All’interno della Cina, gli investitori possono guardare ai settori dell’economia che possono beneficiare dei venti favorevoli dell’attuale 14° Piano quinquennale (2012-25), che si concentra sulla riduzione della dipendenza della Cina dalle componenti importate di tecnologia straniera. Allo stesso tempo, si spera che ciò aumenti il potenziale di esportazione del Paese attraverso esportazioni industriali e di tecnologia ad alto valore aggiunto.

I veicoli elettrici sono un buon esempio di questo approccio. La Cina è il più grande mercato mondiale per i veicoli elettrici e ne venderà 6,8 milioni solo nel 2022. Nella prima metà del 2023, la Cina ha anche superato il Giappone come maggior esportatore di veicoli al mondo, con 2,34 milioni di auto esportate. Certo, le potenziali restrizioni europee sulle importazioni di veicoli elettrici cinesi rappresentano un potenziale ostacolo per gli EV cinesi.

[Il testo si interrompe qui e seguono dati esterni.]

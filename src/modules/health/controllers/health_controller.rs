use actix_web::{web, HttpResponse, Responder};
use serde::{Deserialize, Serialize};

/// Health check response structure
#[derive(Debug, Serialize, Deserialize)]
pub struct HealthResponse {
    pub status: String,
    pub checks: HealthChecks,
}

#[derive(Debug, Serialize, Deserialize)]
pub struct HealthChecks {
    pub application: String,
}

/// Readiness probe response structure
#[derive(Debug, Serialize, Deserialize)]
pub struct ReadinessResponse {
    pub ready: bool,
    pub checks: ReadinessChecks,
}

#[derive(Debug, Serialize, Deserialize)]
pub struct ReadinessChecks {
    pub application: bool,
}

/// GET /health - Liveness probe
/// Returns 200 if the application is alive (can respond to requests)
pub async fn health_check() -> impl Responder {
    let response = HealthResponse {
        status: "healthy".to_string(),
        checks: HealthChecks {
            application: "healthy".to_string(),
        },
    };

    HttpResponse::Ok().json(response)
}

/// GET /ready - Readiness probe
/// The service is stateless with no external dependencies, so readiness
/// reduces to the application being able to answer at all
pub async fn readiness_check() -> impl Responder {
    let response = ReadinessResponse {
        ready: true,
        checks: ReadinessChecks { application: true },
    };

    HttpResponse::Ok().json(response)
}

/// Configure health check routes
pub fn configure(cfg: &mut web::ServiceConfig) {
    cfg.service(
        web::scope("")
            .route("/health", web::get().to(health_check))
            .route("/ready", web::get().to(readiness_check)),
    );
}
pub mod error;
pub mod locale;

pub use error::{AppError, Result};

Inoltre, la Cina sta investendo molto per ridurre la sua dipendenza dai semiconduttori importati, al fine di alimentare la crescita nei settori legati all’intelligenza artificiale (AI) e ad altri servizi di dati.

Infine, per garantire che i servizi di welfare di base possano coprire adeguatamente le esigenze di una popolazione cinese in rapido invecchiamento, il governo potrebbe dover prendere in considerazione la possibilità di promuovere lo sviluppo di servizi assicurativi nazionali.